The name of Iroquois Point was derived from the name USS Iroquois which was held by two U.S. Navy ships. Both ships had history that related to that spot at the entrance to Pearl Harbor. USS Iroquois, a steam sloop of war commissioned in 1850, was outfitted as a hospital ship to provide care to U.S. sailors aboard vessels anchored in Honolulu Harbor, and it is believed that the ship was anchored near the present Iroquois Point site. The second USS Iroquois, a commercial steam tug commissioned in 1898, was assigned to Commander F. Merry as part of his operations at Naval Station Honolulu.

In the 1960s, 1,461 homes were built at Iroquois Point on 367 acres by the US Navy.
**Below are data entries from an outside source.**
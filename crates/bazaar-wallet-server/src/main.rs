use std::sync::Arc;

use actix_cors::Cors;
use actix_web::{middleware, web, App, HttpServer};
use tracing_subscriber::{layer::SubscriberExt, util::SubscriberInitExt};

use bazaar_wallet::{AppConfig, SqliteUserStore, UserStore};
use bazaar_wallet_server::{error, pipeline, routes, state::AppState};

fn build_cors(origins: &[String]) -> Cors {
    if origins.is_empty() {
        // Default: allow localhost on any port
        Cors::default()
            .allowed_origin_fn(|origin, _| {
                origin
                    .to_str()
                    .map(|o| o == "http://localhost" || o.starts_with("http://localhost:"))
                    .unwrap_or(false)
            })
            .allow_any_method()
            .allowed_headers(vec!["content-type", "authorization", "x-wallet-signature"])
            .max_age(3600)
    } else {
        let mut cors = Cors::default();
        for origin in origins {
            cors = cors.allowed_origin(origin);
        }
        cors.allow_any_method()
            .allowed_headers(vec!["content-type", "authorization", "x-wallet-signature"])
            .max_age(3600)
    }
}

#[actix_web::main]
async fn main() -> std::io::Result<()> {
    dotenvy::dotenv().ok();
    tracing_subscriber::registry()
        .with(
            tracing_subscriber::EnvFilter::try_from_default_env()
                .unwrap_or_else(|_| "info,actix_web=info".into()),
        )
        .with(tracing_subscriber::fmt::layer())
        .init();

    let config = match AppConfig::from_env() {
        Ok(config) => config,
        Err(e) => {
            tracing::error!(error = %e, "configuration rejected — refusing to start");
            std::process::exit(1);
        }
    };
    tracing::info!(config = %config.summary(), "configuration loaded");

    let db_path =
        std::env::var("WALLET_DB_PATH").unwrap_or_else(|_| "./bazaar-wallet.db".to_string());
    let users: Arc<dyn UserStore> = match SqliteUserStore::open(&db_path) {
        Ok(store) => {
            tracing::info!("user registry: SQLite at {db_path}");
            Arc::new(store)
        }
        Err(e) => {
            // No in-memory fallback: a registry lost on restart would let
            // revoked sessions come back from the dead.
            tracing::error!("failed to open user registry at {db_path}: {e}");
            std::process::exit(1);
        }
    };

    let state = web::Data::new(AppState::new(config.clone(), users));

    // Idle rate-limit buckets are correct without cleanup (lazy reset), this
    // only reclaims memory from keys that stopped talking to us.
    {
        let api = state.api_limiter.clone();
        let login = state.login_limiter.clone();
        tokio::spawn(async move {
            let mut tick = tokio::time::interval(std::time::Duration::from_secs(300));
            loop {
                tick.tick().await;
                let purged = api.purge_idle() + login.purge_idle();
                if purged > 0 {
                    tracing::debug!(purged, "dropped idle rate-limit buckets");
                }
            }
        });
    }

    let port = config.port;
    let origins = config.allowed_origins.clone();
    let max_body = config.max_body_bytes;

    tracing::info!("bazaar wallet listening at http://localhost:{port}");

    HttpServer::new(move || {
        App::new()
            .wrap(build_cors(&origins))
            .wrap(middleware::from_fn(pipeline::request_logger))
            .app_data(
                web::JsonConfig::default()
                    .limit(max_body)
                    .error_handler(error::json_error_handler),
            )
            .app_data(state.clone())
            .service(
                web::scope("/api")
                    .wrap(middleware::from_fn(pipeline::api_rate_limit))
                    .service(routes::login)
                    .service(routes::logout)
                    .service(routes::me)
                    .service(routes::deposit)
                    .service(routes::callback)
                    .service(routes::wallet_health)
                    .service(routes::revoke_sessions),
            )
            .service(routes::health)
            .service(routes::metrics_endpoint)
    })
    .bind(("0.0.0.0", port))?
    .shutdown_timeout(10)
    .run()
    .await
}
In 2003, the US Navy signed a 65-year lease for Iroquois Point to Hunt Building Co. and Fluor Federal Services LLC—a joint venture now operating as Ford Island Properties—in exchange for in-kind construction and infrastructure repairs on Ford Island.

In 2012, nine new "t-groins" were built on the seashore using 2,000 truckloads of boulders and 85,000 cubic yards of sand dredged from Honolulu Harbor for the largest beach replenishment project in state history. The beach has some very nice thatched sitting areas. It’s one of our favorite beaches and we live less than 2 miles away.